Dennoch ist mancher entropische Zustand, aus anderer Perspektive gesehen, Ergebnis eines ebenso innovativen wie begrifflich undurchdringlichen Ordnungssinns. Benjamin H. D. Buchlohs Beitrag (1999) über Gerhard Richters fotografischen "Atlas" thematisiert das "anomische Archiv" und damit jene antipositivistische Tradition, in der heterogene fotografische Abbildungen und Reproduktionen in einen thematischen Zusammenhang gebracht werden. Dabei greift Buchloh vergleichend auf dadaistische und politische Fotomontagen sowie auf Aby Warburgs "Mnemosyne-Atlas" zurück. Rosalind Krauss (1989) untersucht die Funktion der fotografischen Reproduktion in André Malraux' "Musée Imaginaire". Sie erhellt die Genese dieses Konzeptes in den Kunsttheorien Wölfflins, Kahnweilers und Benjamins. An ihren Ausführungen wird auch deutlich, dass der in der Kunstgeschichte gebräuchliche Vergleich fotografischer Reproduktionen bereits das Signum des Virtuellen trägt, das gewöhnlich erst mit der digitalen Fotografie assoziiert wird. Auf Malraux bezieht sich auch Hal Foster in seinem anregenden Beitrag "Das Archiv ohne Museen" (1996); er thematisiert den Umgang mit Bildern in den Datenbanken der "Visual Culture Studies", die er als moderne Hybridform aus Kunstgeschichte und Kulturwissenschaft analysiert.

Vor diesem Hintergrund ist es nicht verwunderlich, dass die bei weitem überwiegende Mehrheit der Beiträge zum vorliegenden Band kunsthistorischer Provenienz ist.
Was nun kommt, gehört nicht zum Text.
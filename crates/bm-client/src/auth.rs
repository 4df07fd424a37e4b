//! Identity provider client: sign up, log in, and token refresh.

use std::fmt;
use std::future::Future;
use std::time::Duration;

use bm_core::{Session, UserId};
use chrono::{DateTime, Utc};
use serde::de::DeserializeOwned;
use serde::{Deserialize, Serialize};
use thiserror::Error;

/// Default request timeout for identity calls.
const DEFAULT_TIMEOUT: Duration = Duration::from_secs(30);

/// Default identity toolkit base URL.
pub const DEFAULT_IDENTITY_URL: &str = "https://identitytoolkit.googleapis.com/v1";

/// Default secure token endpoint.
pub const DEFAULT_TOKEN_URL: &str = "https://securetoken.googleapis.com/v1/token";

/// Shortest password accepted before contacting the provider.
pub const MIN_PASSWORD_LEN: usize = 6;

/// Longest token lifetime accepted from the provider: one year.
const MAX_TOKEN_LIFETIME_SECS: i64 = 365 * 24 * 60 * 60;

/// Authentication errors. `Display` is the message shown to the user.
#[derive(Debug, Error)]
pub enum AuthError {
    /// The API key was missing or blank.
    #[error("invalid API key: {reason}")]
    InvalidApiKey { reason: &'static str },
    /// Failed to build HTTP client.
    #[error("failed to build HTTP client: {0}")]
    ClientBuild(#[source] reqwest::Error),
    /// Password shorter than [`MIN_PASSWORD_LEN`].
    #[error("Password must be at least 6 characters")]
    PasswordTooShort,
    /// Sign-up password and confirmation differ.
    #[error("Passwords do not match")]
    PasswordMismatch,
    /// The provider rejected the request.
    #[error("{message}")]
    Provider { code: String, message: String },
    /// No response from the provider.
    #[error("Network error. Please try again.")]
    Network(#[source] reqwest::Error),
    /// The provider answered with something unexpected.
    #[error("invalid response: {0}")]
    InvalidResponse(String),
}

impl AuthError {
    /// Builds a provider error from the raw `error.message` value.
    pub fn from_provider(raw: &str) -> Self {
        let code = provider_code(raw);
        Self::Provider {
            code: code.to_string(),
            message: provider_message(raw),
        }
    }
}

/// The error code part of a provider message.
///
/// Messages may carry detail after the code (`WEAK_PASSWORD : Password should
/// be at least 6 characters`).
fn provider_code(raw: &str) -> &str {
    raw.split(" : ").next().unwrap_or(raw).trim()
}

/// Maps a provider error message to the text shown to the user. Unknown codes
/// pass through unchanged.
pub fn provider_message(raw: &str) -> String {
    let known = match provider_code(raw) {
        "EMAIL_EXISTS" => "An account with this email already exists",
        "EMAIL_NOT_FOUND" => "No account found with this email",
        "INVALID_PASSWORD" => "Incorrect password",
        "INVALID_EMAIL" => "Please enter a valid email address",
        "WEAK_PASSWORD" => "Password must be at least 6 characters",
        "INVALID_LOGIN_CREDENTIALS" => "Invalid email or password",
        "TOO_MANY_ATTEMPTS_TRY_LATER" => "Too many attempts. Please try again later",
        _ => return raw.to_string(),
    };
    known.to_string()
}

/// Client-side checks run before sign-up.
pub fn validate_sign_up(password: &str, confirmation: &str) -> Result<(), AuthError> {
    if password != confirmation {
        return Err(AuthError::PasswordMismatch);
    }
    validate_password(password)
}

/// Client-side check run before log-in and sign-up.
pub fn validate_password(password: &str) -> Result<(), AuthError> {
    if password.chars().count() < MIN_PASSWORD_LEN {
        return Err(AuthError::PasswordTooShort);
    }
    Ok(())
}

/// Tokens returned by sign-up and log-in.
#[derive(Clone, PartialEq, Eq)]
pub struct AuthGrant {
    pub id_token: String,
    pub refresh_token: String,
    pub local_id: UserId,
    pub email: String,
    pub expires_in_secs: i64,
}

impl fmt::Debug for AuthGrant {
    fn fmt(&self, f: &mut fmt::Formatter<'_>) -> fmt::Result {
        f.debug_struct("AuthGrant")
            .field("local_id", &self.local_id)
            .field("email", &self.email)
            .field("expires_in_secs", &self.expires_in_secs)
            .finish_non_exhaustive()
    }
}

impl AuthGrant {
    /// Session issued at `issued_at`.
    pub fn into_session(self, issued_at: DateTime<Utc>) -> Session {
        Session::issued(
            self.id_token,
            self.refresh_token,
            self.local_id,
            self.email,
            issued_at,
            self.expires_in_secs,
        )
    }
}

/// Tokens returned by a refresh. The provider does not echo the e-mail.
#[derive(Clone, PartialEq, Eq)]
pub struct RefreshedToken {
    pub id_token: String,
    pub refresh_token: String,
    pub user_id: UserId,
    pub expires_in_secs: i64,
}

impl fmt::Debug for RefreshedToken {
    fn fmt(&self, f: &mut fmt::Formatter<'_>) -> fmt::Result {
        f.debug_struct("RefreshedToken")
            .field("user_id", &self.user_id)
            .field("expires_in_secs", &self.expires_in_secs)
            .finish_non_exhaustive()
    }
}

impl RefreshedToken {
    /// Session issued at `issued_at`, keeping the caller's e-mail.
    pub fn into_session(self, email: String, issued_at: DateTime<Utc>) -> Session {
        Session::issued(
            self.id_token,
            self.refresh_token,
            self.user_id,
            email,
            issued_at,
            self.expires_in_secs,
        )
    }
}

/// Exchanges a refresh token for fresh credentials.
pub trait TokenRefresher {
    fn refresh(
        &self,
        refresh_token: &str,
    ) -> impl Future<Output = Result<RefreshedToken, AuthError>> + Send;
}

/// Identity provider endpoints.
#[derive(Debug, Clone, PartialEq, Eq)]
pub struct AuthEndpoints {
    /// Base for `accounts:signUp` and `accounts:signInWithPassword`.
    pub identity_url: String,
    /// Full URL of the token refresh endpoint.
    pub token_url: String,
}

impl Default for AuthEndpoints {
    fn default() -> Self {
        Self {
            identity_url: DEFAULT_IDENTITY_URL.to_string(),
            token_url: DEFAULT_TOKEN_URL.to_string(),
        }
    }
}

impl AuthEndpoints {
    fn sign_up_url(&self) -> String {
        format!("{}/accounts:signUp", self.identity_url.trim_end_matches('/'))
    }

    fn log_in_url(&self) -> String {
        format!(
            "{}/accounts:signInWithPassword",
            self.identity_url.trim_end_matches('/')
        )
    }
}

/// Identity provider client.
///
/// Cloning shares the underlying HTTP connection pool.
#[derive(Clone)]
pub struct AuthClient {
    http: reqwest::Client,
    api_key: String,
    endpoints: AuthEndpoints,
}

impl fmt::Debug for AuthClient {
    fn fmt(&self, f: &mut fmt::Formatter<'_>) -> fmt::Result {
        f.debug_struct("AuthClient")
            .field("api_key", &"[REDACTED]")
            .field("endpoints", &self.endpoints)
            .finish_non_exhaustive()
    }
}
In Fragen des Bildes hat sich die Kunstwissenschaft mit ihrem stilgeschichtlichen, ikonografischen, ikonologischen und kunstsoziologischen Methodenrepertoire eine unbestreitbare Kompetenz erworben, der allerdings auch eine eigene Problematik innewohnt. Wie dem phrygischen König Midas alles zu Gold wurde, was er berührte, und damit auch das Brot, so droht der Kunstwissenschaft alles, womit sie sich befasst, zu Kunst zu werden und infolgedessen zu dekontextualisierter Sammlerware. Diesen Vorgang am Beispiel der Fotografie kritisch nachgezeichnet zu haben, ist ein besonderes Verdienst von Autoren und Herausgeberin der vorliegenden Anthologie. Ihre epistemologische Fragestellung zielt auf eine Transzendierung des kunstwissenschaftlichen Methodenrahmens, ließe sich aber auch als dessen konsequente Erweiterung verstehen; meint doch das "Paradigma Fotografie" nicht die fotografische Apparatur und Prozedur als solche, sondern die wiederum bildliche Vorstellung davon, die sich auf die Organisation verschiedenster Wissensgebiete auswirkte und sie "modellierte". Das Bildmedium Fotografie ist also in dieser Perspektive seinerseits ein Bild. So könnte man den epistemologischen Ansatz des vorliegenden Bandes auch als Meta-Ikonologie beschreiben und darüber hinaus fragen, ob nicht jegliche Epistemologie ein ikonologisches Moment enthält. In dieser Konstellation bestünde die wissenschaftstheoretische Chance der Kunstwissenschaft. Sie wird in "Paradigma Fotografie" auf ebenso informative wie anregende Weise ergriffen. Wer in diesem Buch allerdings Aufschlüsse über den historischen Zeugnischarakter und die sozialen Gebrauchsweisen von Fotografien sucht, dessen Erwartung wird enttäuscht werden.